| DIRECTIONS |
Produce an exact copy of the first line of the data below and each line after it, please, up to and including the one with "href = link.url.clone();".

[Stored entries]
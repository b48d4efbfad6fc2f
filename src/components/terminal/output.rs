use leptos::prelude::CollectView;
use leptos::prelude::*;
use termfolio_core::{OutputEntry, OutputKind, Payload};

stylance::import_crate_style!(css, "src/components/terminal/output.module.css");

/// CSS class for an output kind
fn kind_class(kind: OutputKind) -> &'static str {
    match kind {
        OutputKind::Success => css::textGreen,
        OutputKind::Error => css::textRed,
        OutputKind::Info => css::textYellow,
        OutputKind::Special => css::textGlow,
        OutputKind::System => css::textFg,
    }
}

#[component]
pub fn Output(entry: OutputEntry) -> impl IntoView {
    let class = kind_class(entry.kind);

    match entry.payload {
        Payload::Text(text) => view! {
            <div class=format!("{} {}", css::line, class)>{text}</div>
        }
        .into_any(),
        Payload::Ascii(art) => view! {
            <pre class=format!("{} {} glow", css::ascii, class)>{art}</pre>
        }
        .into_any(),
        Payload::List(items) => view! {
            <div class=format!("{} {}", css::list, class)>
                {items.into_iter().map(|item| {
                    let name_class = if item.ends_with('/') {
                        format!("{} {}", css::textCyan, css::fontBold)
                    } else {
                        css::textFg.to_string()
                    };
                    view! { <span class=name_class>{item}</span> }
                }).collect_view()}
            </div>
        }
        .into_any(),
        Payload::Table(rows) => view! {
            <div class=css::table>
                {rows.into_iter().map(|(key, value)| view! {
                    <div class=css::row>
                        <span class=format!("{} {}", css::key, class)>{key}</span>
                        <span class=css::textFg>{value}</span>
                    </div>
                }).collect_view()}
            </div>
        }
        .into_any(),
        Payload::Links(links) => view! {
            <div class=css::table>
                {links.into_iter().map(|link| { let href = link.url.clone(); view! {
                    <div class=css::row>
                        <span class=format!("{} {}", css::key, class)>{link.label}</span>
                        <a class=css::link href=href target="_blank" rel="noopener">
                            {link.url}
                        </a>
                    </div>
                }}).collect_view()}
            </div>
        }
        .into_any(),
    }
}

| ANSWER SECTION |
repository b48d4efbfad6fc2f
filename src/components/terminal/output.rs
use leptos::prelude::CollectView;
use leptos::prelude::*;
use termfolio_core::{OutputEntry, OutputKind, Payload};

stylance::import_crate_style!(css, "src/components/terminal/output.module.css");

/// CSS class for an output kind
fn kind_class(kind: OutputKind) -> &'static str {
    match kind {
        OutputKind::Success => css::textGreen,
        OutputKind::Error => css::textRed,
        OutputKind::Info => css::textYellow,
        OutputKind::Special => css::textGlow,
        OutputKind::System => css::textFg,
    }
}

#[component]
pub fn Output(entry: OutputEntry) -> impl IntoView {
    let class = kind_class(entry.kind);

    match entry.payload {
        Payload::Text(text) => view! {
            <div class=format!("{} {}", css::line, class)>{text}</div>
        }
        .into_any(),
        Payload::Ascii(art) => view! {
            <pre class=format!("{} {} glow", css::ascii, class)>{art}</pre>
        }
        .into_any(),
        Payload::List(items) => view! {
            <div class=format!("{} {}", css::list, class)>
                {items.into_iter().map(|item| {
                    let name_class = if item.ends_with('/') {
                        format!("{} {}", css::textCyan, css::fontBold)
                    } else {
                        css::textFg.to_string()
                    };
                    view! { <span class=name_class>{item}</span> }
                }).collect_view()}
            </div>
        }
        .into_any(),
        Payload::Table(rows) => view! {
            <div class=css::table>
                {rows.into_iter().map(|(key, value)| view! {
                    <div class=css::row>
                        <span class=format!("{} {}", css::key, class)>{key}</span>
                        <span class=css::textFg>{value}</span>
                    </div>
                }).collect_view()}
            </div>
        }
        .into_any(),
        Payload::Links(links) => view! {
            <div class=css::table>
                {links.into_iter().map(|link| { let href = link.url.clone(); view! {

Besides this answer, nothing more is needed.